Please copy each line in the records below that contains the string "cancel".

-------- Information shown --------

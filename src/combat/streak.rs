//! Consecutive failure tracking
//!
//! Each failure raises the actor's failure chance on the next attempts. The
//! streak is forgotten after a quiet period without failures, or immediately
//! on a success.

use std::sync::atomic::{AtomicU64, Ordering};
use std::sync::{Arc, Mutex, Weak};

use ahash::AHashMap;

use crate::core::config::StreakConfig;
use crate::core::sync::lock;
use crate::core::types::ActorId;
use crate::timer::{TimerHandle, TimerScheduler};

/// Per-actor failure streaks with self-expiring counters
#[derive(Clone)]
pub struct FailureStreaks {
    inner: Arc<StreakTable>,
}

struct StreakTable {
    config: StreakConfig,
    scheduler: TimerScheduler,
    entries: Mutex<AHashMap<ActorId, Streak>>,
    next_generation: AtomicU64,
}

struct Streak {
    count: u32,
    /// Only the reset timer armed with this generation may clear the streak
    generation: u64,
    reset: TimerHandle,
}

impl FailureStreaks {
    pub fn new(config: StreakConfig, scheduler: TimerScheduler) -> Self {
        Self {
            inner: Arc::new(StreakTable {
                config,
                scheduler,
                entries: Mutex::new(AHashMap::new()),
                next_generation: AtomicU64::new(0),
            }),
        }
    }

    /// Current number of recent failures
    pub fn count(&self, actor: &ActorId) -> u32 {
        lock(&self.inner.entries)
            .get(actor)
            .map(|streak| streak.count)
            .unwrap_or(0)
    }

    /// Failure chance added by the actor's streak, capped
    pub fn penalty(&self, actor: &ActorId) -> f64 {
        self.inner.penalty_for(self.count(actor))
    }

    /// Count a failure and restart the quiet-period timer
    ///
    /// Returns the new streak length.
    pub fn record_failure(&self, actor: &ActorId) -> u32 {
        let table = &self.inner;
        let generation = table.next_generation.fetch_add(1, Ordering::SeqCst);
        let reset = table.arm_reset(Arc::downgrade(&self.inner), actor.clone(), generation);

        let mut entries = lock(&table.entries);
        let count = match entries.get_mut(actor) {
            Some(streak) => {
                streak.reset.cancel();
                streak.count += 1;
                streak.generation = generation;
                streak.reset = reset;
                streak.count
            }
            None => {
                entries.insert(
                    actor.clone(),
                    Streak {
                        count: 1,
                        generation,
                        reset,
                    },
                );
                1
            }
        };
        drop(entries);

        tracing::debug!(
            "Failure streak for {} is now {} (penalty {:.2})",
            actor,
            count,
            table.penalty_for(count)
        );
        count
    }

    /// Forget the streak right away
    pub fn record_success(&self, actor: &ActorId) {
        if let Some(streak) = lock(&self.inner.entries).remove(actor) {
            streak.reset.cancel();
            tracing::debug!("Failure streak for {} cleared by a success", actor);
        }
    }
}

impl StreakTable {
    fn penalty_for(&self, count: u32) -> f64 {
        let max = self.config.max_penalty.max(0.0);
        (count as f64 * self.config.penalty_per_failure).clamp(0.0, max)
    }

    fn arm_reset(&self, table: Weak<StreakTable>, actor: ActorId, generation: u64) -> TimerHandle {
        self.scheduler.schedule(self.config.reset_after(), move || {
            let Some(table) = table.upgrade() else {
                return;
            };
            let mut entries = lock(&table.entries);
            if entries.get(&actor).map(|s| s.generation) == Some(generation) {
                entries.remove(&actor);
                tracing::debug!("Failure streak for {} expired", actor);
            }
        })
    }
}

--------

Problem solution:
                streak.reset.cancel();
            streak.reset.cancel();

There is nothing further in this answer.